___ EXERCISE DATA

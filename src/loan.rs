//! Loan record, workflow status and the transitions between them
use super::error::ValidationError;
use chrono::{DateTime, NaiveDate, SecondsFormat, TimeZone, Utc};
use std::{fmt, str::FromStr};

#[derive(Debug, PartialEq, Eq, Clone)]
pub struct TimeStamp<T: TimeZone>(DateTime<T>);

/// A calendar day as entered on a form, no time of day attached.
#[derive(Debug, PartialEq, Eq, PartialOrd, Ord, Clone, Copy, Hash)]
pub struct CalendarDate(NaiveDate);

#[derive(
    minicbor::Encode,
    minicbor::Decode,
    serde::Serialize,
    Debug,
    Clone,
    Copy,
    PartialEq,
    Eq,
    Hash,
    PartialOrd,
    Ord,
)]
#[serde(rename_all = "lowercase")]
pub enum LoanStatus {
    #[n(0)]
    Pending,
    #[n(1)]
    Approved,
    #[n(2)]
    Rejected,
    #[n(3)]
    Disbursed,
}

#[derive(
    minicbor::Encode, minicbor::Decode, serde::Serialize, Debug, Clone, Copy, PartialEq, Eq, Hash,
)]
#[serde(rename_all = "snake_case")]
pub enum RepaymentMethod {
    #[n(0)]
    DebitOrder,
    #[n(1)]
    BankTransfer,
    #[n(2)]
    Cash,
    #[n(3)]
    SalaryDeduction,
}

#[derive(Debug, Clone, Copy, PartialEq, Eq)]
pub enum ReviewDecision {
    Approve,
    Reject,
}

#[derive(minicbor::Encode, minicbor::Decode, serde::Serialize, Debug, Clone, Default, PartialEq)]
#[serde(rename_all = "camelCase")]
pub struct Applicant {
    #[n(0)]
    pub first_name: Option<String>,
    #[n(1)]
    pub last_name: Option<String>,
    #[n(2)]
    pub id_number: Option<String>,
    #[n(3)]
    pub contact_number: Option<String>,
    #[n(4)]
    pub physical_address: Option<String>,
    #[n(5)]
    pub postal_address: Option<String>,
}

#[derive(minicbor::Encode, minicbor::Decode, serde::Serialize, Debug, Clone, Default, PartialEq)]
#[serde(rename_all = "camelCase")]
pub struct NextOfKin {
    #[n(0)]
    pub name: Option<String>,
    #[n(1)]
    pub relationship: Option<String>,
    #[n(2)]
    pub address: Option<String>,
}

// only recorded when the applicant is married in community of property
#[derive(minicbor::Encode, minicbor::Decode, serde::Serialize, Debug, Clone, PartialEq)]
#[serde(rename_all = "camelCase")]
pub struct Spouse {
    #[n(0)]
    pub name: String,
    #[n(1)]
    pub id_number: String,
}

#[derive(minicbor::Encode, minicbor::Decode, serde::Serialize, Debug, Clone, PartialEq)]
#[serde(rename_all = "camelCase")]
pub struct LoanTerms {
    #[n(0)]
    pub loan_amount: f64,
    #[n(1)]
    pub interest_rate: f64, // percent
    #[n(2)]
    pub total_amount: f64,
    #[n(3)]
    pub period_months: u32,
    #[n(4)]
    pub loan_date: Option<CalendarDate>,
}

#[derive(minicbor::Encode, minicbor::Decode, serde::Serialize, Debug, Clone, Default, PartialEq)]
#[serde(rename_all = "camelCase")]
pub struct BankDetails {
    #[n(0)]
    pub bank_name: Option<String>,
    #[n(1)]
    pub account_number: Option<String>,
    #[n(2)]
    pub branch: Option<String>,
}

#[derive(minicbor::Encode, minicbor::Decode, serde::Serialize, Debug, Clone, PartialEq)]
#[serde(rename_all = "camelCase")]
pub struct ReviewRecord {
    #[n(0)]
    pub checked_by: String,
    #[n(1)]
    pub checked_at: TimeStamp<Utc>,
    #[n(2)]
    pub checker_comments: Option<String>,
}

#[derive(minicbor::Encode, minicbor::Decode, serde::Serialize, Debug, Clone, PartialEq)]
#[serde(rename_all = "camelCase")]
pub struct DisbursementRecord {
    #[n(0)]
    pub disbursed_by: String,
    #[n(1)]
    pub disbursed_at: TimeStamp<Utc>,
    #[n(2)]
    pub disbursement_reference: String,
}

// Key in the loans tree is `loan_id`
#[derive(minicbor::Encode, minicbor::Decode, serde::Serialize, Debug, Clone, PartialEq)]
#[serde(rename_all = "camelCase")]
pub struct Loan {
    #[n(0)]
    pub loan_id: String, // bech32 encoded uuid7, never reused
    #[n(1)]
    pub applicant: Applicant,
    #[n(2)]
    pub next_of_kin: NextOfKin,
    #[n(3)]
    pub spouse: Option<Spouse>,
    #[n(4)]
    pub terms: LoanTerms,
    #[n(5)]
    pub bank: BankDetails,
    #[n(6)]
    pub repayment_methods: Vec<RepaymentMethod>,
    #[n(7)]
    pub payment_date: Option<CalendarDate>,
    #[n(8)]
    pub terms_accepted: Vec<String>,
    #[n(9)]
    pub status: LoanStatus,
    #[n(10)]
    pub created_at: TimeStamp<Utc>,
    #[n(11)]
    pub updated_at: TimeStamp<Utc>,
    #[n(12)]
    pub review: Option<ReviewRecord>,
    #[n(13)]
    pub disbursement: Option<DisbursementRecord>,
}

/// The two workflow mutations a loan can undergo after intake.
#[derive(Debug, Clone, PartialEq)]
pub enum LoanTransition {
    Review {
        decision: ReviewDecision,
        record: ReviewRecord,
    },
    Disburse(DisbursementRecord),
}

impl TimeStamp<Utc> {
    pub fn new() -> Self {
        Self(Utc::now())
    }
    pub fn new_with(year: i32, month: u32, day: u32, hour: u32, min: u32, sec: u32) -> Option<Self> {
        Utc.with_ymd_and_hms(year, month, day, hour, min, sec)
            .single()
            .map(TimeStamp)
    }
    pub fn to_datetime_utc(&self) -> DateTime<Utc> {
        self.0
    }
}

impl Default for TimeStamp<Utc> {
    fn default() -> Self {
        Self::new()
    }
}

// chrono's Utc is not Ord, so order by the instant itself
impl Ord for TimeStamp<Utc> {
    fn cmp(&self, other: &Self) -> std::cmp::Ordering {
        self.0.cmp(&other.0)
    }
}

impl PartialOrd for TimeStamp<Utc> {
    fn partial_cmp(&self, other: &Self) -> Option<std::cmp::Ordering> {
        Some(self.cmp(other))
    }
}

impl<T: TimeZone> From<DateTime<T>> for TimeStamp<T> {
    fn from(value: DateTime<T>) -> Self {
        TimeStamp(value)
    }
}

impl CalendarDate {
    pub fn parse(field: &'static str, value: &str) -> Result<Self, ValidationError> {
        NaiveDate::parse_from_str(value.trim(), "%Y-%m-%d")
            .map(CalendarDate)
            .map_err(|_| ValidationError::InvalidDate {
                field,
                value: value.to_string(),
            })
    }
}

impl From<NaiveDate> for CalendarDate {
    fn from(value: NaiveDate) -> Self {
        CalendarDate(value)
    }
}

impl fmt::Display for CalendarDate {
    fn fmt(&self, f: &mut fmt::Formatter<'_>) -> fmt::Result {
        write!(f, "{}", self.0.format("%Y-%m-%d"))
    }
}

impl LoanStatus {
    pub const ALL: [LoanStatus; 4] = [
        LoanStatus::Pending,
        LoanStatus::Approved,
        LoanStatus::Rejected,
        LoanStatus::Disbursed,
    ];

    pub fn as_str(&self) -> &'static str {
        match self {
            LoanStatus::Pending => "pending",
            LoanStatus::Approved => "approved",
            LoanStatus::Rejected => "rejected",
            LoanStatus::Disbursed => "disbursed",
        }
    }

    /// Single byte prefix for the status index.
    pub fn tag(&self) -> u8 {
        match self {
            LoanStatus::Pending => 0,
            LoanStatus::Approved => 1,
            LoanStatus::Rejected => 2,
            LoanStatus::Disbursed => 3,
        }
    }

    pub fn is_terminal(&self) -> bool {
        matches!(self, LoanStatus::Rejected | LoanStatus::Disbursed)
    }
}

impl fmt::Display for LoanStatus {
    fn fmt(&self, f: &mut fmt::Formatter<'_>) -> fmt::Result {
        f.write_str(self.as_str())
    }
}

impl FromStr for LoanStatus {
    type Err = ValidationError;

    fn from_str(s: &str) -> Result<Self, Self::Err> {
        LoanStatus::ALL
            .into_iter()
            .find(|status| status.as_str().eq_ignore_ascii_case(s.trim()))
            .ok_or_else(|| ValidationError::UnknownStatus(s.to_string()))
    }
}

impl RepaymentMethod {
    pub fn as_str(&self) -> &'static str {
        match self {
            RepaymentMethod::DebitOrder => "debit_order",
            RepaymentMethod::BankTransfer => "bank_transfer",
            RepaymentMethod::Cash => "cash",
            RepaymentMethod::SalaryDeduction => "salary_deduction",
        }
    }
}

impl FromStr for RepaymentMethod {
    type Err = ValidationError;

    // accepts "debit_order", "Debit Order", "debit-order" and the like
    fn from_str(s: &str) -> Result<Self, Self::Err> {
        let folded: String = s
            .chars()
            .filter(|c| !matches!(c, ' ' | '-' | '_'))
            .flat_map(char::to_lowercase)
            .collect();

        match folded.as_str() {
            "debitorder" => Ok(RepaymentMethod::DebitOrder),
            "banktransfer" | "eft" => Ok(RepaymentMethod::BankTransfer),
            "cash" => Ok(RepaymentMethod::Cash),
            "salarydeduction" => Ok(RepaymentMethod::SalaryDeduction),
            _ => Err(ValidationError::UnknownRepaymentMethod(s.to_string())),
        }
    }
}

impl ReviewDecision {
    pub fn resulting_status(&self) -> LoanStatus {
        match self {
            ReviewDecision::Approve => LoanStatus::Approved,
            ReviewDecision::Reject => LoanStatus::Rejected,
        }
    }
}

impl FromStr for ReviewDecision {
    type Err = ValidationError;

    fn from_str(s: &str) -> Result<Self, Self::Err> {
        match s.trim().to_ascii_lowercase().as_str() {
            "approve" => Ok(ReviewDecision::Approve),
            "reject" => Ok(ReviewDecision::Reject),
            _ => Err(ValidationError::UnknownAction(s.to_string())),
        }
    }
}

impl LoanTransition {
    /// Status the loan must hold for the transition to apply
    pub fn expected_status(&self) -> LoanStatus {
        match self {
            LoanTransition::Review { .. } => LoanStatus::Pending,
            LoanTransition::Disburse(_) => LoanStatus::Approved,
        }
    }

    pub fn resulting_status(&self) -> LoanStatus {
        match self {
            LoanTransition::Review { decision, .. } => decision.resulting_status(),
            LoanTransition::Disburse(_) => LoanStatus::Disbursed,
        }
    }

    /// Writes the new status, its audit record and `updated_at`.
    /// The caller is responsible for checking `expected_status` first.
    pub fn apply(&self, loan: &mut Loan) {
        loan.status = self.resulting_status();
        match self {
            LoanTransition::Review { record, .. } => {
                loan.updated_at = record.checked_at.clone();
                loan.review = Some(record.clone());
            }
            LoanTransition::Disburse(record) => {
                loan.updated_at = record.disbursed_at.clone();
                loan.disbursement = Some(record.clone());
            }
        }
    }
}

impl Loan {
    /// Names match case-insensitively; ID and contact numbers match as typed.
    pub fn matches_search(&self, term: &str) -> bool {
        let lowered = term.to_lowercase();
        let name_hit = |name: &Option<String>| {
            name.as_deref()
                .is_some_and(|n| n.to_lowercase().contains(&lowered))
        };
        let number_hit = |number: &Option<String>| number.as_deref().is_some_and(|n| n.contains(term));

        name_hit(&self.applicant.first_name)
            || name_hit(&self.applicant.last_name)
            || number_hit(&self.applicant.id_number)
            || number_hit(&self.applicant.contact_number)
    }
}

impl<C> minicbor::Encode<C> for TimeStamp<Utc> {
    fn encode<W: minicbor::encode::Write>(
        &self,
        e: &mut minicbor::Encoder<W>,
        _: &mut C,
    ) -> Result<(), minicbor::encode::Error<W::Error>> {
        if let Some(nsec) = self.0.timestamp_nanos_opt() {
            return e.i64(nsec)?.ok();
        }

        Err(minicbor::encode::Error::message(
            "failed to encode timestamp. timestamp_nanos_opt returned None",
        ))
    }
}
impl<'b, C> minicbor::Decode<'b, C> for TimeStamp<Utc> {
    fn decode(d: &mut minicbor::Decoder<'b>, _: &mut C) -> Result<Self, minicbor::decode::Error> {
        let nsecs = d.i64()?;

        Ok(TimeStamp(DateTime::from_timestamp_nanos(nsecs)))
    }
}
impl serde::Serialize for TimeStamp<Utc> {
    fn serialize<S: serde::Serializer>(&self, serializer: S) -> Result<S::Ok, S::Error> {
        serializer.collect_str(&self.0.to_rfc3339_opts(SecondsFormat::Millis, true))
    }
}

impl<C> minicbor::Encode<C> for CalendarDate {
    fn encode<W: minicbor::encode::Write>(
        &self,
        e: &mut minicbor::Encoder<W>,
        _: &mut C,
    ) -> Result<(), minicbor::encode::Error<W::Error>> {
        e.i32(chrono::Datelike::num_days_from_ce(&self.0))?.ok()
    }
}
impl<'b, C> minicbor::Decode<'b, C> for CalendarDate {
    fn decode(d: &mut minicbor::Decoder<'b>, _: &mut C) -> Result<Self, minicbor::decode::Error> {
        let days = d.i32()?;

        NaiveDate::from_num_days_from_ce_opt(days)
            .map(CalendarDate)
            .ok_or(minicbor::decode::Error::message(
                "failed to convert day count to a calendar date",
            ))
    }
}
impl serde::Serialize for CalendarDate {
    fn serialize<S: serde::Serializer>(&self, serializer: S) -> Result<S::Ok, S::Error> {
        serializer.collect_str(self)
    }
}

______

▶ [PROBLEM DESCRIPTION]
Tally every line in these entries where the string "value" occurs. The tally alone is the answer.

▶ [ANSWER TO THIS PROBLEM]
7